There is an opportunity for someone who does computer work with relish to improve on the computer simulation above. The most pressing issue is the unstable baseline, which casts a shadow over any results and over reproducibility. The issue might be addressed by diligent search for some combination of parameters that does give a stable baseline, by reducing the stochastic chatter by reducing the number of random variables, by increasing the number of elements involved to improve the statistics or by some combination. This last has been a little problematic since the program as rendered already pushes the limits of the number of sites a 32 digit operating system can address; a 64 digit operating system should be ample if sufficient RAM can be included. Once the baseline issue is laid to rest, it should be possible to enunciate the general principles whereby the results are predictable. And then it should be possible to address the most embarrassing problem with the computer simulation:
The inference of all of this is that in the wild populations are seldom limited by the carrying power of the environment but in general by limited fertility because of factors internal to the individuals. Yet the simulations simulate populations – captive, wild or human – by imposing a maximum population size, effectively a rigid limit to environmental carrying power. This might no longer be a problem once the first problem is fixed. On the other hand, in the present form of the program fertility drops roughly linearly with kinship. That might not be the case in reality. Indeed there is a hint to the contrary; the Sibly curve is after all a curve.

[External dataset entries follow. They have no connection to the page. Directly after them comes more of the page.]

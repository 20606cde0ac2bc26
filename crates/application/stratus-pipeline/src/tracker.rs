use std::sync::atomic::{AtomicU64, AtomicU8, Ordering};
use std::sync::Arc;
use std::time::Duration;
use stratus_core::{percent_of, ResultCode, TransferDirection, TransferId, TransferStatus};
use stratus_infra::net::ProgressFn;
use tokio::sync::mpsc::UnboundedSender;

/// Lifecycle and progress notifications published by the worker.
#[derive(Debug, Clone, PartialEq, Eq)]
pub enum TransferEvent {
    Started {
        id: TransferId,
        direction: TransferDirection,
        total: u64,
    },
    Progress {
        id: TransferId,
        percent: u8,
        bytes_done: u64,
        total: u64,
    },
    Retrying {
        id: TransferId,
        attempt: u32,
        delay: Duration,
    },
    Finished {
        id: TransferId,
        status: TransferStatus,
        code: ResultCode,
    },
    /// Persistent user-facing failure notice.
    Failed {
        id: TransferId,
        code: ResultCode,
        needs_reauth: bool,
    },
}

/// Turns byte counts into percentage events, one per distinct integer percent.
///
/// Published progress never moves backwards: bytes resent after a rewind to
/// the server offset count toward the high-water mark, not below it.
pub struct ProgressReporter {
    id: TransferId,
    total: u64,
    done: AtomicU64,
    shown: AtomicU64,
    /// 255 until the first event is sent.
    last_percent: AtomicU8,
    tx: Option<UnboundedSender<TransferEvent>>,
}

const NOTHING_SENT: u8 = u8::MAX;

impl ProgressReporter {
    pub fn new(
        id: impl Into<TransferId>,
        total: u64,
        tx: Option<UnboundedSender<TransferEvent>>,
    ) -> Arc<Self> {
        Arc::new(Self {
            id: id.into(),
            total,
            done: AtomicU64::new(0),
            shown: AtomicU64::new(0),
            last_percent: AtomicU8::new(NOTHING_SENT),
            tx,
        })
    }

    /// Reporter that only counts bytes.
    pub fn silent(id: impl Into<TransferId>, total: u64) -> Arc<Self> {
        Self::new(id, total, None)
    }

    pub fn bytes_done(&self) -> u64 {
        self.done.load(Ordering::Relaxed)
    }

    pub fn add(&self, delta: u64) {
        let done = self.done.fetch_add(delta, Ordering::Relaxed) + delta;
        self.publish(done);
    }

    /// Set the absolute byte count, e.g. a server-confirmed offset.
    pub fn observe(&self, bytes_done: u64) {
        self.done.store(bytes_done, Ordering::Relaxed);
        self.publish(bytes_done);
    }

    fn publish(&self, bytes_done: u64) {
        let bytes_done = self.shown.fetch_max(bytes_done, Ordering::AcqRel).max(bytes_done);
        let percent = percent_of(bytes_done, self.total);
        if self.last_percent.swap(percent, Ordering::AcqRel) == percent {
            return;
        }
        if let Some(tx) = &self.tx {
            let _ = tx.send(TransferEvent::Progress {
                id: self.id.clone(),
                percent,
                bytes_done: bytes_done.min(self.total),
                total: self.total,
            });
        }
    }

    /// Callback for request bodies; counts streamed bytes.
    pub fn callback(self: &Arc<Self>) -> ProgressFn {
        let me = Arc::clone(self);
        Arc::new(move |delta| me.add(delta))
    }
}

Furthermore a team led by Ann Goodman looked at Swedish data that included what happened when a person became rich. The rich proved quite successful in transferring their socioeconomic states to their descendants, but they had fewer children than a matched population that was not rich (15). This is consistent with the notion that rich people invest more in their children and have fewer children but more grandchildren. As it turned out the number of grandchildren was reduced also. Reasoning from the Sibly curve alone, one might predict that rich people have a broader social horizon than poor, are less likely to marry near kin, and that would account for the difference in the number of children and grandchildren. If we accept that logic and then look at the number of great grandchildren, there is a reduction that is greater than the reduction in children and grandchildren combined. This is little enough to go on, but it is at least a hint that the infertility of reduced kinship increases more than linearly. That could be taken into account with the appropriate computer program.
Replicating the experiment would of course be highly desirable, but problematic as it involved an hour or two a day for years. It would be easier to do the experiment in bottles or vials than in a cumbersome cage. In fact I ran a sort of pilot experiment along side of the cage, with three bottles as the control transferring four males and four females into new bottle each four weeks and three bottles with the same dilutions as the cage, only about a month earlier. (Counts were difficult, so I counted the flies by tens. This is what I found on day 28 during the four months they received a four percent solution. (table 2)
Three problems arise. Sometimes bacterial biofilm would invade a bottle. Although frequently the fly population so insulted would survive, presumably because the larvae ate the biofilm, it seemed clear that the bacteria were throwing the counts off, so I exclude them. Once a population in a bottle simply died; this was rare and happened with no biofilm seen. While the fertility in the cage seems to be going up, the fertility in the bottles is going down. I suspect that the flies in the cage adopted a mating strategy different from the one foisted on them by me under the microscope.
A final challenge is to find out at exactly what sites on the DNA the methylation patterns critical to fertility lie. I cannot be of much help, but after years of jousting with the program my impression is that the sites will all be bunched up on one or two chromosomes.